The International Monetary Fund (IMF), one of the foremost surveyors of economies around the world, has revised its 2018 economic growth forecasts and West African darling, Ghana, has lost Africa’s top spot to East African giant, Ethiopia.
Ghana, West Africa’s second-biggest economy, is now expected to grow 6.3 percent this year, as opposed to the 8.9 percent predicted in October 2017. Ghana’s new forecast is also lower than the 7.4 percent growth now projected for Ivory Coast and 8.5 percent growth expected for Ethiopia.
Ghana’s $43 billion economy relies on commodities, including oil, gold, and cocoa, and expanded 8.5 percent last year as it’s Sankofa crude field opened in May. It became an oil producer in 2010 and its growth booms and busts have been closely linked to oil since.
Ethiopia’s economy is almost twice as big as Ghana’s and is concentrated heavily in services and agriculture. In 2000, the second-most populous country in Africa, was the third-poorest country in the world. Today, the country draws in investors including General Electric Co., Johannesburg-based Standard Bank Group and hundreds of Chinese companies.
The IMF also revised its forecast for the region, pinning sub-Saharan Africa’s growth rate to 3.4 percent this year and 3.7 percent the next “as the challenging outlook in commodity exporters gradually improves,” it said.

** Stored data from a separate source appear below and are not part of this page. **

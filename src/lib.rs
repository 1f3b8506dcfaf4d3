//! Jack Compiler Library
//!
//! Compiles Jack source (`.jack`) to Hack VM text (`.vm`): tokenizer,
//! one-token lookahead stream, a two-scope symbol table, and a
//! recursive-descent compilation engine that emits VM instructions directly
//! while it parses.
//!
//! # Example
//!
//! ```
//! use jackc::compile_source;
//! use std::path::Path;
//!
//! let vm = compile_source(
//!     "class Main { function void main() { return; } }",
//!     Path::new("Main.jack"),
//! ).unwrap();
//! assert!(vm.contains("function Main.main 0"));
//! ```

pub mod batch;
pub mod engine;
pub mod error;
pub mod lookahead;
pub mod symbol_table;
pub mod token;
pub mod vm;

pub use batch::{compile_unit, discover, Unit};
pub use engine::compile_class as compile_source;
pub use error::{JackError, JackResult, SourceLocation};
pub use symbol_table::{Kind, Symbol, SymbolTable};
pub use token::{tokenize, Token, TokenKind};
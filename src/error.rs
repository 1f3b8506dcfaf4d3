//! Error taxonomy for the Jack compiler.
//!
//! Mirrors the hand-rolled enum + manual `Display`/`Error` style used
//! throughout this codebase rather than pulling in an error-derive crate:
//! there is one failure path per class (the compiler is fatal on the first
//! error) so there's little to gain from more machinery.

use std::fmt;
use std::path::PathBuf;

/// A source position, 0-indexed to match the rest of the toolchain's
/// line/column conventions.
#[derive(Debug, Clone, PartialEq, Eq)]
pub struct SourceLocation {
    pub file: PathBuf,
    pub line: usize,
    pub column: usize,
}

impl SourceLocation {
    pub fn new(file: PathBuf, line: usize, column: usize) -> Self {
        SourceLocation { file, line, column }
    }
}

impl fmt::Display for SourceLocation {
    fn fmt(&self, f: &mut fmt::Formatter<'_>) -> fmt::Result {
        write!(f, "{}:{}", self.file.display(), self.line + 1)
    }
}

/// All ways compilation of a single class can fail.
///
/// Every variant is fatal: the compiler does not attempt recovery, it
/// surfaces one diagnostic line and aborts that file (spec §7).
#[derive(Debug)]
pub enum JackError {
    /// Unrecognized character or unterminated string literal.
    Lexical {
        loc: SourceLocation,
        message: String,
    },
    /// Grammar mismatch: carries the expected set and the actual lexeme.
    UnexpectedToken {
        loc: SourceLocation,
        expected: String,
        actual: String,
    },
    /// An identifier used as a value was not found in either scope.
    UndefinedSymbol {
        loc: SourceLocation,
        name: String,
    },
    /// A name was declared twice in the same symbol-table scope.
    DuplicateSymbol {
        loc: SourceLocation,
        name: String,
    },
    /// A compiler-internal invariant was violated (e.g. an unpatched
    /// function-header placeholder). Should never happen on valid input;
    /// exists so the patch step can fail loudly instead of emitting
    /// malformed VM text.
    InternalAssertion(String),
}

impl fmt::Display for JackError {
    fn fmt(&self, f: &mut fmt::Formatter<'_>) -> fmt::Result {
        match self {
            JackError::Lexical { loc, message } => {
                write!(f, "{loc}: lexical error: {message}")
            }
            JackError::UnexpectedToken {
                loc,
                expected,
                actual,
            } => {
                write!(
                    f,
                    "{loc}: unexpected token: expected {expected}, got '{actual}'"
                )
            }
            JackError::UndefinedSymbol { loc, name } => {
                write!(f, "{loc}: undefined symbol '{name}'")
            }
            JackError::DuplicateSymbol { loc, name } => {
                write!(f, "{loc}: '{name}' is already declared in this scope")
            }
            JackError::InternalAssertion(message) => {
                write!(f, "internal compiler error: {message}")
            }
        }
    }
}

impl std::error::Error for JackError {}

pub type JackResult<T> = Result<T, JackError>;
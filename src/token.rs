//! Tokenizer for Jack source.
//!
//! Produces a flat `Vec<Token>` from a source buffer using longest-match
//! lexical rules tried in priority order: comment, keyword, identifier,
//! symbol, string constant, integer constant. Comments are recognized and
//! discarded here; the parser never sees them.

use std::path::Path;

use crate::error::{JackError, SourceLocation};

pub const KEYWORDS: &[&str] = &[
    "class",
    "constructor",
    "function",
    "method",
    "field",
    "static",
    "var",
    "int",
    "char",
    "boolean",
    "void",
    "true",
    "false",
    "null",
    "this",
    "let",
    "do",
    "if",
    "else",
    "while",
    "return",
];

const SYMBOLS: &[char] = &[
    '{', '}', '(', ')', '[', ']', '.', ',', ';', '+', '-', '*', '/', '&', '|', '<', '>', '=', '~',
];

#[derive(Debug, Clone, Copy, PartialEq, Eq)]
pub enum TokenKind {
    Keyword,
    Symbol,
    Identifier,
    IntConst,
    StringConst,
}

/// An immutable `(kind, lexeme)` pair plus the position it was lexed from.
#[derive(Debug, Clone, PartialEq, Eq)]
pub struct Token {
    pub kind: TokenKind,
    pub lexeme: String,
    pub line: usize,
    pub column: usize,
}

impl Token {
    fn new(kind: TokenKind, lexeme: String, line: usize, column: usize) -> Self {
        Token {
            kind,
            lexeme,
            line,
            column,
        }
    }
}

impl PartialEq<&str> for Token {
    fn eq(&self, other: &&str) -> bool {
        self.lexeme == *other
    }
}

/// Lex `source` into a finite, source-ordered token sequence.
///
/// `file` is attached to every lexical error for diagnostics; it plays no
/// role in tokenization itself.
pub fn tokenize(source: &str, file: &Path) -> Result<Vec<Token>, JackError> {
    let chars: Vec<char> = source.chars().collect();
    let mut tokens = Vec::new();
    let mut i = 0;
    let mut line = 0usize;
    let mut col = 0usize;

    let advance = |i: &mut usize, line: &mut usize, col: &mut usize, chars: &[char]| {
        if chars[*i] == '\n' {
            *line += 1;
            *col = 0;
        } else {
            *col += 1;
        }
        *i += 1;
    };

    while i < chars.len() {
        let c = chars[i];

        if c.is_whitespace() {
            advance(&mut i, &mut line, &mut col, &chars);
            continue;
        }

        // Comments: // to end of line, or /* ... */ (possibly multi-line).
        if c == '/' && i + 1 < chars.len() && chars[i + 1] == '/' {
            while i < chars.len() && chars[i] != '\n' {
                advance(&mut i, &mut line, &mut col, &chars);
            }
            continue;
        }
        if c == '/' && i + 1 < chars.len() && chars[i + 1] == '*' {
            let (start_line, start_col) = (line, col);
            advance(&mut i, &mut line, &mut col, &chars);
            advance(&mut i, &mut line, &mut col, &chars);
            let mut closed = false;
            while i + 1 < chars.len() {
                if chars[i] == '*' && chars[i + 1] == '/' {
                    advance(&mut i, &mut line, &mut col, &chars);
                    advance(&mut i, &mut line, &mut col, &chars);
                    closed = true;
                    break;
                }
                advance(&mut i, &mut line, &mut col, &chars);
            }
            if !closed {
                return Err(JackError::Lexical {
                    loc: SourceLocation::new(file.to_path_buf(), start_line, start_col),
                    message: "unterminated block comment".to_string(),
                });
            }
            continue;
        }

        // String constant: delimited by '"', no embedded newline or quote.
        if c == '"' {
            let (start_line, start_col) = (line, col);
            advance(&mut i, &mut line, &mut col, &chars);
            let mut s = String::new();
            let mut closed = false;
            while i < chars.len() {
                if chars[i] == '"' {
                    advance(&mut i, &mut line, &mut col, &chars);
                    closed = true;
                    break;
                }
                if chars[i] == '\n' {
                    break;
                }
                s.push(chars[i]);
                advance(&mut i, &mut line, &mut col, &chars);
            }
            if !closed {
                return Err(JackError::Lexical {
                    loc: SourceLocation::new(file.to_path_buf(), start_line, start_col),
                    message: "unterminated string constant".to_string(),
                });
            }
            tokens.push(Token::new(TokenKind::StringConst, s, start_line, start_col));
            continue;
        }

        // Identifier or keyword: [A-Za-z_][A-Za-z0-9_]*
        if c.is_ascii_alphabetic() || c == '_' {
            let (start_line, start_col) = (line, col);
            let mut s = String::new();
            while i < chars.len() && (chars[i].is_ascii_alphanumeric() || chars[i] == '_') {
                s.push(chars[i]);
                advance(&mut i, &mut line, &mut col, &chars);
            }
            let kind = if KEYWORDS.contains(&s.as_str()) {
                TokenKind::Keyword
            } else {
                TokenKind::Identifier
            };
            tokens.push(Token::new(kind, s, start_line, start_col));
            continue;
        }

        // Integer constant: [0-9]+
        if c.is_ascii_digit() {
            let (start_line, start_col) = (line, col);
            let mut s = String::new();
            while i < chars.len() && chars[i].is_ascii_digit() {
                s.push(chars[i]);
                advance(&mut i, &mut line, &mut col, &chars);
            }
            tokens.push(Token::new(TokenKind::IntConst, s, start_line, start_col));
            continue;
        }

        // Symbol
        if SYMBOLS.contains(&c) {
            let (start_line, start_col) = (line, col);
            advance(&mut i, &mut line, &mut col, &chars);
            tokens.push(Token::new(
                TokenKind::Symbol,
                c.to_string(),
                start_line,
                start_col,
            ));
            continue;
        }

        return Err(JackError::Lexical {
            loc: SourceLocation::new(file.to_path_buf(), line, col),
            message: format!("unexpected character '{c}'"),
        });
    }

    Ok(tokens)
}

#[cfg(test)]
mod tests {
    use super::*;
    use std::path::PathBuf;

    fn lex(src: &str) -> Vec<Token> {
        tokenize(src, &PathBuf::from("Test.jack")).unwrap()
    }

    #[test]
    fn tokenizes_keywords_identifiers_and_symbols() {
        let tokens = lex("class Foo { field int x; }");
        let lexemes: Vec<&str> = tokens.iter().map(|t| t.lexeme.as_str()).collect();
        assert_eq!(
            lexemes,
            vec!["class", "Foo", "{", "field", "int", "x", ";", "}"]
        );
        assert_eq!(tokens[0].kind, TokenKind::Keyword);
        assert_eq!(tokens[1].kind, TokenKind::Identifier);
        assert_eq!(tokens[2].kind, TokenKind::Symbol);
    }

    #[test]
    fn strips_line_and_block_comments() {
        let tokens = lex("// leading\nlet x /* inline */ = 1; // trailing\n");
        let lexemes: Vec<&str> = tokens.iter().map(|t| t.lexeme.as_str()).collect();
        assert_eq!(lexemes, vec!["let", "x", "=", "1", ";"]);
    }

    #[test]
    fn reads_string_constants() {
        let tokens = lex(r#""Hello, World!""#);
        assert_eq!(tokens.len(), 1);
        assert_eq!(tokens[0].kind, TokenKind::StringConst);
        assert_eq!(tokens[0].lexeme, "Hello, World!");
    }

    #[test]
    fn rejects_unterminated_string() {
        let err = tokenize(r#"let x = "oops"#, &PathBuf::from("Test.jack")).unwrap_err();
        assert!(matches!(err, JackError::Lexical { .. }));
    }

    #[test]
    fn rejects_unexpected_character() {
        let err = tokenize("let x = 1 @ 2;", &PathBuf::from("Test.jack")).unwrap_err();
        assert!(matches!(err, JackError::Lexical { .. }));
    }

    #[test]
    fn tracks_line_numbers_across_multiline_comments() {
        let tokens = lex("/* line0\nline1\nline2 */\nvar int y;");
        assert_eq!(tokens[0].line, 3);
    }
}
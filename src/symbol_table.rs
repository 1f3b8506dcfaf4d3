//! Two-scope symbol table: class scope (`Static`, `Field`) and subroutine
//! scope (`Argument`, `Local`), restated in Rust from the reference
//! compiler's `SymbolTable` (`original_source/projects/compilation_engine.py`),
//! which keeps per-kind counters and a combined name map for the active
//! scopes.

use std::collections::HashMap;

use crate::error::{JackError, SourceLocation};
use crate::vm::Segment;

#[derive(Debug, Clone, Copy, PartialEq, Eq, Hash)]
pub enum Kind {
    Static,
    Field,
    Argument,
    Local,
}

impl Kind {
    fn is_class_scoped(self) -> bool {
        matches!(self, Kind::Static | Kind::Field)
    }

    /// The VM memory segment this kind is stored in.
    pub fn segment(self) -> Segment {
        match self {
            Kind::Static => Segment::Static,
            Kind::Field => Segment::This,
            Kind::Argument => Segment::Argument,
            Kind::Local => Segment::Local,
        }
    }
}

#[derive(Debug, Clone, PartialEq, Eq)]
pub struct Symbol {
    pub name: String,
    pub declared_type: String,
    pub kind: Kind,
    pub slot_index: usize,
}

#[derive(Default)]
pub struct SymbolTable {
    class_scope: HashMap<String, Symbol>,
    sub_scope: HashMap<String, Symbol>,
    counts: HashMap<Kind, usize>,
}

impl SymbolTable {
    pub fn new() -> Self {
        SymbolTable::default()
    }

    /// Reset the subroutine scope and its `Argument`/`Local` counters. If
    /// `is_method`, prepend a synthetic `this` argument at slot 0 so
    /// user-declared arguments begin at slot 1.
    pub fn start_subroutine(&mut self, is_method: bool, enclosing_class: &str) {
        self.sub_scope.clear();
        self.counts.insert(Kind::Argument, 0);
        self.counts.insert(Kind::Local, 0);
        if is_method {
            // define() would also work here, but start_subroutine can't fail,
            // and a fresh scope can never collide with a synthetic `this`.
            let slot = self.next_slot(Kind::Argument);
            self.sub_scope.insert(
                "this".to_string(),
                Symbol {
                    name: "this".to_string(),
                    declared_type: enclosing_class.to_string(),
                    kind: Kind::Argument,
                    slot_index: slot,
                },
            );
        }
    }

    fn next_slot(&mut self, kind: Kind) -> usize {
        let counter = self.counts.entry(kind).or_insert(0);
        let slot = *counter;
        *counter += 1;
        slot
    }

    /// Declare `name` in the scope implied by `kind`. Fails if `name` is
    /// already declared in that scope (shadowing a class symbol from a
    /// subroutine scope is fine and is not a collision).
    pub fn define(
        &mut self,
        name: &str,
        declared_type: &str,
        kind: Kind,
        loc: SourceLocation,
    ) -> Result<(), JackError> {
        let scope = if kind.is_class_scoped() {
            &self.class_scope
        } else {
            &self.sub_scope
        };
        if scope.contains_key(name) {
            return Err(JackError::DuplicateSymbol {
                loc,
                name: name.to_string(),
            });
        }
        let slot = self.next_slot(kind);
        let symbol = Symbol {
            name: name.to_string(),
            declared_type: declared_type.to_string(),
            kind,
            slot_index: slot,
        };
        if kind.is_class_scoped() {
            self.class_scope.insert(name.to_string(), symbol);
        } else {
            self.sub_scope.insert(name.to_string(), symbol);
        }
        Ok(())
    }

    /// Look `name` up, subroutine scope first, then class scope, without
    /// raising on a miss. Used by the compiler to disambiguate
    /// `foo.bar(...)` between an instance-method call (`foo` resolves) and
    /// a static call on a class name (`foo` does not resolve and is never
    /// treated as an error here).
    pub fn lookup(&self, name: &str) -> Option<&Symbol> {
        self.sub_scope.get(name).or_else(|| self.class_scope.get(name))
    }

    /// Like `lookup`, but a miss is a compile error (used wherever a name
    /// is used as a value: variable references, dotless call receivers).
    pub fn resolve(&self, name: &str, loc: SourceLocation) -> Result<&Symbol, JackError> {
        self.lookup(name).ok_or(JackError::UndefinedSymbol {
            loc,
            name: name.to_string(),
        })
    }

    pub fn is_defined(&self, name: &str) -> bool {
        self.lookup(name).is_some()
    }

    pub fn count(&self, kind: Kind) -> usize {
        *self.counts.get(&kind).unwrap_or(&0)
    }
}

Nigeria and South Africa are still the continent’s biggest economies accounting for almost half of the region’s GDP. Nigeria, the continent’s most-populous nation and top crude producer, will grow 2.1 percent, unchanged from the IMF projection released in January. South Africa, the world’s biggest source of platinum, will expand 1.5 percent. It’s growth rate for 2018 was pinned at 0.9 percent in January.
Forecasts from the World Bank and African Development Bank in January also hoisted Ghana as the continent’s fastest growing economy. The World Bank will publish an updated report on African economies today.